First punk I saw was X. From there, The Dickies, The Go-Go’s, then it was all about Black Flag. Black Flag with Dez, I should note. He was amazing in Black Flag as a vocalist.
What did you love most about his performance?
His voice and the fact that he has his hair tied up in sandwich bag twisties. Do you remember them? Little paper with wire fixed to it before they had figured out how to do the baggie seal. For me, as a 16-year-old, it was larger than life.
I read that you are self-taught and did your first film at 11 years old. Why films? Also, I recently discovered your 1984 short Desperate Teenage Lovedolls and I am obsessed with the dialogue.
[Filmmaking] is just what I did. I didn’t think much about it. I was just a kid and I was fascinated with filmmaking. As for Desperate [Teenage Lovedolls]… that was like purging all of the pop culture me and my friends were drowning in growing up in the 1970s: television, commercials, rock 'n’ roll. The “Have A Nice Day” culture of the 1970s. It was all ripe for parody.
Do you enjoy doing parody now as much as you did then? Are you still cynical?
I enjoy it as much now as I did then, but I don’t think I assimilate parody as much these days. I’ve had many years to reflect on the state of things and I have grown from the person I was as a kid, thankfully. I was a cynical kid, no doubt.
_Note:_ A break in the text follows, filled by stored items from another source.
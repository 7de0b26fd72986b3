use diesel::prelude::*;

use crate::domain::course::CourseProject;
use crate::domain::types::{CourseSlug, ProjectId};
use crate::models::course::{CourseProject as DbCourseProject, NewCourseProject};
use crate::repository::errors::RepositoryResult;
use crate::repository::{CourseReader, CourseWriter, DieselRepository};

impl CourseReader for DieselRepository {
    fn list_course_projects(&self, course: &CourseSlug) -> RepositoryResult<Vec<CourseProject>> {
        use crate::schema::course_projects;

        let mut conn = self.conn()?;

        let items = course_projects::table
            .filter(course_projects::course_slug.eq(course.as_str()))
            .order(course_projects::position.asc())
            .load::<DbCourseProject>(&mut conn)?
            .into_iter()
            .map(TryInto::try_into)
            .collect::<Result<Vec<CourseProject>, _>>()?;

        Ok(items)
    }
}

impl CourseWriter for DieselRepository {
    fn attach_project(
        &self,
        course: &CourseSlug,
        project_id: ProjectId,
        position: i32,
    ) -> RepositoryResult<usize> {
        use crate::schema::course_projects;

        let mut conn = self.conn()?;

        let affected = diesel::insert_into(course_projects::table)
            .values(NewCourseProject {
                course_slug: course.as_str(),
                project_id: project_id.get(),
                position,
            })
            .on_conflict((course_projects::course_slug, course_projects::project_id))
            .do_nothing()
            .execute(&mut conn)?;

        Ok(affected)
    }

    fn detach_project(
        &self,
        course: &CourseSlug,
        project_id: ProjectId,
    ) -> RepositoryResult<usize> {
        use crate::schema::course_projects;

        let mut conn = self.conn()?;

        let affected = diesel::delete(
            course_projects::table
                .filter(course_projects::course_slug.eq(course.as_str()))
                .filter(course_projects::project_id.eq(project_id.get())),
        )
        .execute(&mut conn)?;

        Ok(affected)
    }

    fn set_positions(
        &self,
        course: &CourseSlug,
        positions: &[(ProjectId, i32)],
    ) -> RepositoryResult<usize> {
        use crate::schema::course_projects;

        let mut conn = self.conn()?;

        // Downstream consumers sort strictly by the persisted ordinal, so
        // every affected row is rewritten in one transaction.
        let affected = conn.transaction(|conn| {
            let mut affected = 0;
            for (project_id, position) in positions {
                affected += diesel::update(
                    course_projects::table
                        .filter(course_projects::course_slug.eq(course.as_str()))
                        .filter(course_projects::project_id.eq(project_id.get())),
                )
                .set(course_projects::position.eq(*position))
                .execute(conn)?;
            }
            Ok::<usize, diesel::result::Error>(affected)
        })?;

        Ok(affected)
    }
}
What do you think about music and pop culture today? Are you involved? Is anything new getting you excited?
I feel spoiled, in a way, from all the great bands and things I got to witness at an early age. Things really were at an all time high creatively then. But, then again, now we have the perspective that we didn't have back then. Yes, I still see bands, and yes, there is still great music. It's just harder to find in a way, even although everything is available one click away from your keypad. I don't know if there is any one "scene" these days. There are all kinds of music out there. Actually, LA at the turn of the 1980's was also a very eclectic and diverse scene.
As a musician, I hate the whole "easy access" thing as much as I rely on it for the survival of my own band. It’s great that we can book our own tours with social media and spread our music to places we can’t financially go.
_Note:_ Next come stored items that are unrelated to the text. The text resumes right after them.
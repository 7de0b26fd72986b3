use chrono::NaiveDateTime;
use diesel::prelude::*;

use crate::domain::profile::{NewProfile as DomainNewProfile, Profile as DomainProfile};
use crate::domain::types::{DisplayName, Subcategory, TypeConstraintError, UserId};

/// Diesel model representing a row in the `profiles` table.
#[derive(Debug, Clone, Identifiable, Queryable)]
#[diesel(table_name = crate::schema::profiles, primary_key(user_id))]
pub struct Profile {
    pub user_id: String,
    pub display_name: String,
    pub subcategory: Option<String>,
    pub created_at: NaiveDateTime,
}

/// Insertable form of [`Profile`] used for creating new rows.
#[derive(Insertable)]
#[diesel(table_name = crate::schema::profiles)]
pub struct NewProfile<'a> {
    pub user_id: &'a str,
    pub display_name: &'a str,
    pub subcategory: Option<&'a str>,
    pub created_at: NaiveDateTime,
}

impl TryFrom<Profile> for DomainProfile {
    type Error = TypeConstraintError;

    fn try_from(profile: Profile) -> Result<Self, Self::Error> {
        Ok(Self {
            user_id: UserId::new(profile.user_id)?,
            display_name: DisplayName::new(profile.display_name)?,
            subcategory: profile.subcategory.map(Subcategory::new).transpose()?,
            created_at: profile.created_at,
        })
    }
}

impl<'a> From<&'a DomainNewProfile> for NewProfile<'a> {
    fn from(profile: &'a DomainNewProfile) -> Self {
        Self {
            user_id: profile.user_id.as_str(),
            display_name: profile.display_name.as_str(),
            subcategory: profile.subcategory.as_ref().map(Subcategory::as_str),
            created_at: profile.created_at,
        }
    }
}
I hear what you are saying, totally. But I use the Internet as much as anyone else and I’m not not going to use it. Yeah, things tend to age really fast these days. There is no real concept of building anything: a band, a film. It’s all about now and business is more rigid in this model. There is no time for anything to build organically. Look how long it took information to be dispensed back then—fanzines took many months to produce. Mainstream media would not touch the stuff.
Has the speed of today turned you off?
It’s just what it is. I’m well aware of it. One thing is for sure: we are not going backwards. Two-year-old kids have iPads and iPhones and the Internet. That’s just the way it is. There is no way to slow it down except stepping away from your computer and reading a book or something.
People should read your book to a two-year-old.
It makes a great bedtime story.
Who doesn’t want to read a Keith Morris essay to their child?
Me too. I just have to nerd out for a minute and ask you about your work with 1991: The Year Punk Broke, because I have watched that film about 800 times if only for the part when Babes in Toyland play and when Courtney Love stands up on a chair and demands attention…
I knew her years before the film. I met her in 1984. We were “punk extras” working on a movie. Pat Smear [of The Germs] introduced me to her. She said to me, “My name is Courtney Love and I’m going to be famous.”
That’s bold. When you were making that film, did you envision its impact?
Not at all. I had no idea of what was going to go down. I was asked to do the film by Thurston Moore. He was familiar with my work. He knew it all better than I did.
Were you into Sonic Youth?
What was the last time you watched TYPB in its entirety and what did you think?
I saw it last year with an audience at Don’t Knock The Rock in LA. I watched a lot of it as I was working on the DVD around the same time. If that film was a person it would be 21 years old now. It’s the last snap shot of innocence of an era for me that began in 1980. Clearly, it’s not a film that I would make now, but it was the best film I could make then.